**Task instructions**: Please tally every line in the listing below where the word "push" appears, then give the number and nothing more.

-------- Provided records --------

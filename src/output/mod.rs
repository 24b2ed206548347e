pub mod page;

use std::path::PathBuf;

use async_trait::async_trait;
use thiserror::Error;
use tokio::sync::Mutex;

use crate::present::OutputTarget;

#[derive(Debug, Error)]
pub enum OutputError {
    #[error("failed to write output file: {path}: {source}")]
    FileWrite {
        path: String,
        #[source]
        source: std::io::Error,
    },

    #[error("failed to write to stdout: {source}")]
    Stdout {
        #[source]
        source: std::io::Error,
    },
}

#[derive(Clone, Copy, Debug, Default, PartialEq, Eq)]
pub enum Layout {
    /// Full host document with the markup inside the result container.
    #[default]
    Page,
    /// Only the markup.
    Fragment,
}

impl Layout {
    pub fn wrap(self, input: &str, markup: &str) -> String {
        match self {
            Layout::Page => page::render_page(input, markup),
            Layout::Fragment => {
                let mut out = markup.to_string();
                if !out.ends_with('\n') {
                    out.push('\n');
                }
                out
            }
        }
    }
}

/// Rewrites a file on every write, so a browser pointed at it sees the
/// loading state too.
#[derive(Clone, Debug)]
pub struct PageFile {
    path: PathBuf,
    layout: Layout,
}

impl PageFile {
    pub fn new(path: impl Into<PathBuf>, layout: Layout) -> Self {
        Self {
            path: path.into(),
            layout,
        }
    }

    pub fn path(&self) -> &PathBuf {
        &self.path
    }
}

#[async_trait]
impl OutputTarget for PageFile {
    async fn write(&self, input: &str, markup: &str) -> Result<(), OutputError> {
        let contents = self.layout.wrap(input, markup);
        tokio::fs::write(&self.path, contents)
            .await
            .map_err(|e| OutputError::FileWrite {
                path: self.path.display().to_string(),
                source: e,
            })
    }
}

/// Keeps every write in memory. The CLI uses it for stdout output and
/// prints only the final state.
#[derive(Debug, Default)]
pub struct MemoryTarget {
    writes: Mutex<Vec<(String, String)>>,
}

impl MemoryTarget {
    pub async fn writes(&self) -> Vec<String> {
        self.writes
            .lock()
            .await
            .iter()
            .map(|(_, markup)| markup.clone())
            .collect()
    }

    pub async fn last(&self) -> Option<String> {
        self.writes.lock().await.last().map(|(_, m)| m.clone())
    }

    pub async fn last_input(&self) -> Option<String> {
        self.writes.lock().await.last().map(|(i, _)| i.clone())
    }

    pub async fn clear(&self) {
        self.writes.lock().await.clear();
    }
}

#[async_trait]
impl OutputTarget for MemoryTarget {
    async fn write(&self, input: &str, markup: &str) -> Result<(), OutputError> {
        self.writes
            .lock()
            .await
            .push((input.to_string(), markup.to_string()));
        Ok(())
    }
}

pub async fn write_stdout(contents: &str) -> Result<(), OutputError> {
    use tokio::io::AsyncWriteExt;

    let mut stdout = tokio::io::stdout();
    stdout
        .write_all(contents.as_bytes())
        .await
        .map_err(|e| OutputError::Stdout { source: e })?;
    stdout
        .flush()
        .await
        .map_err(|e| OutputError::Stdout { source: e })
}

--------
-------- Provided records --------

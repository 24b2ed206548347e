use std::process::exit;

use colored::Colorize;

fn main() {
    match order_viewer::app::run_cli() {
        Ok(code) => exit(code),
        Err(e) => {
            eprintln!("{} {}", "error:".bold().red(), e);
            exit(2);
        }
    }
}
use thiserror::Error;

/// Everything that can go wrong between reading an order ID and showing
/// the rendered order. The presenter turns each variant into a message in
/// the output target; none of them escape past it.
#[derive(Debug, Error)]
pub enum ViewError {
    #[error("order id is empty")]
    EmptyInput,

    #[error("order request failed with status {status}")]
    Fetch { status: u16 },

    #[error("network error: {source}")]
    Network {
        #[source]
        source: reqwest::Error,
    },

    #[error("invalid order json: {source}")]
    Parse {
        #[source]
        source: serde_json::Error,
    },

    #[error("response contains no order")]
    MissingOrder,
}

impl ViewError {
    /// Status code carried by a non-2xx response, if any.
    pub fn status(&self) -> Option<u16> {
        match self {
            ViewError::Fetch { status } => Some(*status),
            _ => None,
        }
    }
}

--------
-------- Provided records --------

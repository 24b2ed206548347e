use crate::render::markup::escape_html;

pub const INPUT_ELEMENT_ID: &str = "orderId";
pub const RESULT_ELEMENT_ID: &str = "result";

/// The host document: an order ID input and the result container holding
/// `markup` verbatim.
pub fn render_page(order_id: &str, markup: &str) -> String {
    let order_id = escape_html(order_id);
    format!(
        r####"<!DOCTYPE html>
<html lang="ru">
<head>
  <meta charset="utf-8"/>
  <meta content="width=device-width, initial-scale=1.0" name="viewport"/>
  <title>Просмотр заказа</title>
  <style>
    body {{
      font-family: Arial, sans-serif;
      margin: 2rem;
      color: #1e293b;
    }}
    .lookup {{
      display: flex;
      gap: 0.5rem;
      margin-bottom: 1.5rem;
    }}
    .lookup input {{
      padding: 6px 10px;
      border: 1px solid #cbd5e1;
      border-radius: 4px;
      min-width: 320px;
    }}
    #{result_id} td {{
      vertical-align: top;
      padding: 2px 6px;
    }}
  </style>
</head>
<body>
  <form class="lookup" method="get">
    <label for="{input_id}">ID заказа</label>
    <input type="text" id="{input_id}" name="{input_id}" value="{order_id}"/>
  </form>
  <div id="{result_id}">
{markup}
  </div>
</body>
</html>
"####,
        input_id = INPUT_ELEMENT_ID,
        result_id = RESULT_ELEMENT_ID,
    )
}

--------

**Written solution**: 2